Staff presented year‑one examples: a typical CSA 11 customer using 10 units (one unit = 748 gallons) currently pays $54.90; with the proposed first‑year rates that bill would be $66.96, an increase of about $12 per month. Meter charges for a typical 5/8‑inch residential meter would go from $28 to $34.16 per month in the first year. The county plans to retain a four‑tier structure (0–11 units; 12–25; 26–40; 40+) designed to promote conservation.
County analysts said the increases are intended to cover ongoing operations and maintenance, repay an outstanding loan (about $60,000 plus accrued interest related to the 2011 outage), and fund a target reserve equal to 50% of annual operating costs plus 3% of the system replacement value (about $160,000). Projections shown at the meeting estimate a small starting fund balance (~$12,894), near‑term deficits in years one and two requiring an additional county loan (staff estimated roughly $35,000), break‑even in year three, and restored reserves and debt repayment by year five.

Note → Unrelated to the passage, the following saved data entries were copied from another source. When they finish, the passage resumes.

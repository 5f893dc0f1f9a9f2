//! SDTM domain exporter CLI.

use clap::{ColorChoice, Parser};
use sdtm_cli::logging::{LogConfig, LogFormat, init_logging};
use std::io::{self, IsTerminal};
use tracing::level_filters::LevelFilter;

mod cli;
mod commands;
mod summary;

use crate::cli::{Cli, Command, LogFormatArg, LogLevelArg};
use crate::commands::{run_domains, run_export_command};
use crate::summary::print_summary;

fn main() {
    let cli = Cli::parse();
    cli.color.write_global();
    let log_config = log_config_from_cli(&cli);
    if let Err(error) = init_logging(&log_config) {
        eprintln!("error: failed to initialize logging: {error}");
        std::process::exit(1);
    }
    let exit_code = match cli.command {
        Command::Export(args) => match run_export_command(&args) {
            Ok(result) => {
                print_summary(&result);
                0
            }
            Err(error) => {
                eprintln!("error: {error:#}");
                1
            }
        },
        Command::Domains => match run_domains() {
            Ok(()) => 0,
            Err(error) => {
                eprintln!("error: {error}");
                1
            }
        },
    };
    std::process::exit(exit_code);
}

/// Build logging configuration from CLI flags with consistent precedence.
fn log_config_from_cli(cli: &Cli) -> LogConfig {
    let mut config = LogConfig {
        level_filter: cli.verbosity.tracing_level_filter(),
        ..LogConfig::default()
    };
    config.use_env_filter = !(cli.verbosity.is_present() || cli.log_level.is_some());
    if let Some(level) = cli.log_level {
        config.level_filter = match level {
            LogLevelArg::Error => LevelFilter::ERROR,
            LogLevelArg::Warn => LevelFilter::WARN,
            LogLevelArg::Info => LevelFilter::INFO,
            LogLevelArg::Debug => LevelFilter::DEBUG,
            LogLevelArg::Trace => LevelFilter::TRACE,
        };
    }
    config.format = match cli.log_format {
        LogFormatArg::Pretty => LogFormat::Pretty,
        LogFormatArg::Compact => LogFormat::Compact,
        LogFormatArg::Json => LogFormat::Json,
    };
    config.log_file = cli.log_file.clone();
    config.log_data = cli.log_data;
    config.with_ansi = match cli.color.color {
        ColorChoice::Always => true,
        ColorChoice::Never => false,
        ColorChoice::Auto => cli.log_file.is_none() && io::stderr().is_terminal(),
    };
    config
}
//! CLI library components for the SDTM exporter.

pub mod export;
pub mod logging;
pub mod types;
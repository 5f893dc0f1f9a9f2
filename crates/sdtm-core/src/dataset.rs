use std::cmp::Ordering;

use sdtm_model::{DomainCode, FlatRecord, ObjectId, Variable};

use crate::definition::SortOrder;

/// The flat records of one export run, with the metadata needed to render them.
#[derive(Debug, Clone, PartialEq)]
pub struct Dataset<V: Variable> {
    domain: DomainCode,
    label: String,
    root: ObjectId,
    records: Vec<FlatRecord<V>>,
}

impl<V: Variable> Dataset<V> {
    pub fn new(
        domain: DomainCode,
        label: impl Into<String>,
        root: ObjectId,
        records: Vec<FlatRecord<V>>,
    ) -> Self {
        Self {
            domain,
            label: label.into(),
            root,
            records,
        }
    }

    pub fn domain(&self) -> &DomainCode {
        &self.domain
    }

    pub fn label(&self) -> &str {
        &self.label
    }

    /// Identity of the root instance the export started from.
    pub fn root(&self) -> &ObjectId {
        &self.root
    }

    /// Output columns, in order.
    pub fn columns(&self) -> &'static [V] {
        V::ALL
    }

    pub fn records(&self) -> &[FlatRecord<V>] {
        &self.records
    }

    pub fn into_records(self) -> Vec<FlatRecord<V>> {
        self.records
    }

    pub fn len(&self) -> usize {
        self.records.len()
    }

    pub fn is_empty(&self) -> bool {
        self.records.is_empty()
    }
}

/// Stable multi-key sort; earlier keys take precedence.
pub(crate) fn sort_records<V: Variable>(records: &mut [FlatRecord<V>], keys: &[(V, SortOrder)]) {
    if keys.is_empty() {
        return;
    }
    records.sort_by(|left, right| {
        keys.iter()
            .map(|(variable, order)| {
                let ordering = left.get(*variable).sort_cmp(right.get(*variable));
                match order {
                    SortOrder::Ascending => ordering,
                    SortOrder::Descending => ordering.reverse(),
                }
            })
            .find(|ordering| *ordering != Ordering::Equal)
            .unwrap_or(Ordering::Equal)
    });
}
//! Logging infrastructure using `tracing` and `tracing-subscriber`.
//!
//! Export runs log through `tracing` spans (`export`, `export_subtree`)
//! opened by the engine; this module only installs the subscriber.
//!
//! # Log Levels
//!
//! - `error`: failed exports
//! - `warn`: default; nothing is printed for a clean run
//! - `info`: export completion, files written, record counts
//! - `debug`: empty child collections, subtree ancestry
//! - `trace`: one event per visited node and per emitted record; record
//!   values stay redacted unless `--log-data` is given
//!
//! # Usage
//!
//! ```ignore
//! use sdtm_cli::logging::{init_logging, LogConfig};
//!
//! let config = LogConfig::default().with_level(LevelFilter::DEBUG);
//! init_logging(&config)?;
//! ```

use std::fs::OpenOptions;
use std::io::{self, Write};
use std::path::PathBuf;
use std::sync::atomic::{AtomicBool, Ordering};
use std::sync::{Arc, Mutex};
use tracing::level_filters::LevelFilter;
use tracing_subscriber::{
    EnvFilter,
    fmt::{self, MakeWriter},
    layer::SubscriberExt,
    util::SubscriberInitExt,
};

static LOG_DATA_ENABLED: AtomicBool = AtomicBool::new(false);

/// Placeholder used when record-value logging is disabled.
pub const REDACTED_VALUE: &str = "[REDACTED]";

/// Returns true if record-value logging is explicitly enabled.
pub fn log_data_enabled() -> bool {
    LOG_DATA_ENABLED.load(Ordering::Relaxed)
}

/// Returns the input value when record-value logging is enabled, otherwise a redacted token.
pub fn redact_value(value: &str) -> &str {
    if log_data_enabled() {
        value
    } else {
        REDACTED_VALUE
    }
}

/// Configuration for logging behavior.
#[derive(Debug, Clone)]
pub struct LogConfig {
    /// Log level filter (off, error, warn, info, debug, trace).
    pub level_filter: LevelFilter,
    /// Whether `RUST_LOG` may override `level_filter`.
    pub use_env_filter: bool,
    /// Whether to include timestamps in log output.
    pub with_timestamps: bool,
    /// Whether to include target (module path) in log output.
    pub with_target: bool,
    /// Whether to include span information in log output.
    pub with_spans: bool,
    /// Whether to use ANSI colors in output.
    pub with_ansi: bool,
    /// Output format: "pretty", "compact", or "json".
    pub format: LogFormat,
    /// Optional log file path. When set, logs are written to the file.
    pub log_file: Option<PathBuf>,
    /// Whether record values may be logged.
    pub log_data: bool,
}

/// Log output format.
#[derive(Debug, Clone, Copy, Default, PartialEq, Eq)]
pub enum LogFormat {
    /// Human-readable pretty format with colors.
    #[default]
    Pretty,
    /// Compact single-line format.
    Compact,
    /// JSON format for machine parsing.
    Json,
}

impl Default for LogConfig {
    fn default() -> Self {
        Self {
            level_filter: LevelFilter::WARN,
            use_env_filter: true,
            with_timestamps: false,
            with_target: false,
            with_spans: true,
            with_ansi: true,
            format: LogFormat::default(),
            log_file: None,
            log_data: false,
        }
    }
}

impl LogConfig {
    /// Set log level directly.
    #[must_use]
    pub fn with_level(mut self, level_filter: LevelFilter) -> Self {
        self.level_filter = level_filter;
        self
    }

    /// Enable or disable timestamps.
    #[must_use]
    pub fn with_timestamps(mut self, enable: bool) -> Self {
        self.with_timestamps = enable;
        self
    }

    /// Enable or disable target (module path) in output.
    #[must_use]
    pub fn with_target(mut self, enable: bool) -> Self {
        self.with_target = enable;
        self
    }

    /// Enable or disable ANSI colors.
    #[must_use]
    pub fn with_ansi(mut self, enable: bool) -> Self {
        self.with_ansi = enable;
        self
    }

    /// Set output format.
    #[must_use]
    pub fn with_format(mut self, format: LogFormat) -> Self {
        self.format = format;
        self
    }

    /// Set the log file path (writes to stderr when None).
    #[must_use]
    pub fn with_log_file(mut self, path: Option<PathBuf>) -> Self {
        self.log_file = path;
        self
    }

    /// Enable or disable logging of record values.
    #[must_use]
    pub fn with_log_data(mut self, enable: bool) -> Self {
        self.log_data = enable;
        self
    }
}

/// Initialize the global tracing subscriber with the given configuration.
///
/// This should be called once at application startup.
///
/// # Errors
///
/// Returns an error if the log file cannot be opened.
///
/// # Panics
///
/// Panics if called more than once or if subscriber initialization fails.
pub fn init_logging(config: &LogConfig) -> io::Result<()> {
    if let Some(path) = &config.log_file {
        let file = OpenOptions::new().create(true).append(true).open(path)?;
        init_logging_with_writer(config, SharedFileWriter::new(file));
    } else {
        init_logging_with_writer(config, io::stderr);
    }
    Ok(())
}

/// Initialize logging with a custom writer (useful for testing).
pub fn init_logging_with_writer<W>(config: &LogConfig, writer: W)
where
    W: for<'writer> MakeWriter<'writer> + Send + Sync + 'static,
{
    LOG_DATA_ENABLED.store(config.log_data, Ordering::Release);
    let filter = build_env_filter(config.level_filter, config.use_env_filter);

    match config.format {
        LogFormat::Json => {
            let layer = fmt::layer()
                .json()
                .with_writer(writer)
                .with_target(config.with_target)
                .with_span_events(if config.with_spans {
                    fmt::format::FmtSpan::CLOSE
                } else {
                    fmt::format::FmtSpan::NONE
                });

            tracing_subscriber::registry()
                .with(filter)
                .with(layer)
                .init();
        }
        LogFormat::Compact => {
            let layer = fmt::layer()
                .compact()
                .with_writer(writer)
                .with_ansi(config.with_ansi)
                .with_target(config.with_target);

            if config.with_timestamps {
                tracing_subscriber::registry()
                    .with(filter)
                    .with(layer)
                    .init();
            } else {
                tracing_subscriber::registry()
                    .with(filter)
                    .with(layer.without_time())
                    .init();
            }
        }
        LogFormat::Pretty => {
            let layer = fmt::layer()
                .with_writer(writer)
                .with_ansi(config.with_ansi)
                .with_target(config.with_target);

            if config.with_timestamps {
                tracing_subscriber::registry()
                    .with(filter)
                    .with(layer)
                    .init();
            } else {
                tracing_subscriber::registry()
                    .with(filter)
                    .with(layer.without_time())
                    .init();
            }
        }
    }
}

#[derive(Clone)]
struct SharedFileWriter {
    file: Arc<Mutex<std::fs::File>>,
}

impl SharedFileWriter {
    fn new(file: std::fs::File) -> Self {
        Self {
            file: Arc::new(Mutex::new(file)),
        }
    }
}

struct SharedFileGuard {
    file: Arc<Mutex<std::fs::File>>,
}

impl Write for SharedFileGuard {
    fn write(&mut self, buf: &[u8]) -> io::Result<usize> {
        let mut guard = self
            .file
            .lock()
            .map_err(|_| io::Error::other("log file lock poisoned"))?;
        guard.write(buf)
    }

    fn flush(&mut self) -> io::Result<()> {
        let mut guard = self
            .file
            .lock()
            .map_err(|_| io::Error::other("log file lock poisoned"))?;
        guard.flush()
    }
}

impl<'a> MakeWriter<'a> for SharedFileWriter {
    type Writer = SharedFileGuard;

    fn make_writer(&'a self) -> Self::Writer {
        SharedFileGuard {
            file: Arc::clone(&self.file),
        }
    }
}

/// Build an `EnvFilter` from the given level, respecting `RUST_LOG` when allowed.
fn build_env_filter(level_filter: LevelFilter, use_env: bool) -> EnvFilter {
    let default_filter = || {
        // Our crates log at the requested level; everything else stays at warn.
        let level = level_filter.to_string().to_lowercase();
        EnvFilter::new(format!(
            "warn,sdtm_cli={level},sdtm_core={level},sdtm_model={level},\
             sdtm_report={level},sdtm_standards={level}"
        ))
    };
    if use_env {
        EnvFilter::try_from_default_env().unwrap_or_else(|_| default_filter())
    } else {
        default_filter()
    }
}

Litsai said the county will seek to limit costs where possible — for example, pursuing grant funding for a smart meter replacement program — but that regulatory requirements, additional testing and the small number of connections make CSA 11 more expensive to operate than larger systems. Staff noted that even with the proposed increases CSA 11 rates would remain lower than many larger neighboring systems on the comparison chart.
The county outlined the next steps for the rate‑setting process: staff will ask the Board of Supervisors on Jan. 13 to set a public hearing for Tuesday, March 24 at 9 a.m. at 500 County Center in Redwood City; Prop 218 mailed notices are planned around Jan. 19 (45 days before the hearing). Litsai explained protest rules under Proposition 218: each parcel within the CSA boundary is entitled to one written protest (owner or tenant); undeveloped parcels inside the boundary count toward the parcel total; protests must be written, received by the clerk before the close of the public hearing and cannot be withdrawn after the hearing. Litsai also referenced Government Code section cited by staff as authorizing tiered rates under Prop 218.
Public commenters asked how many accounts fall into each tier, how commercial usage is counted, and whether the proposed rates equitably distribute costs. Staff said most accounts are residential and that higher‑use commercial accounts would see larger bills because of meter size and consumption. Staff also addressed customer service and emergency contact procedures, noting that operator Bracewell handles 24/7 operational calls and that DPW provides billing support.
The meeting closed with staff inviting residents to review the posted materials and the department's online links and to submit questions or requests for information before the formal rate‑setting process begins.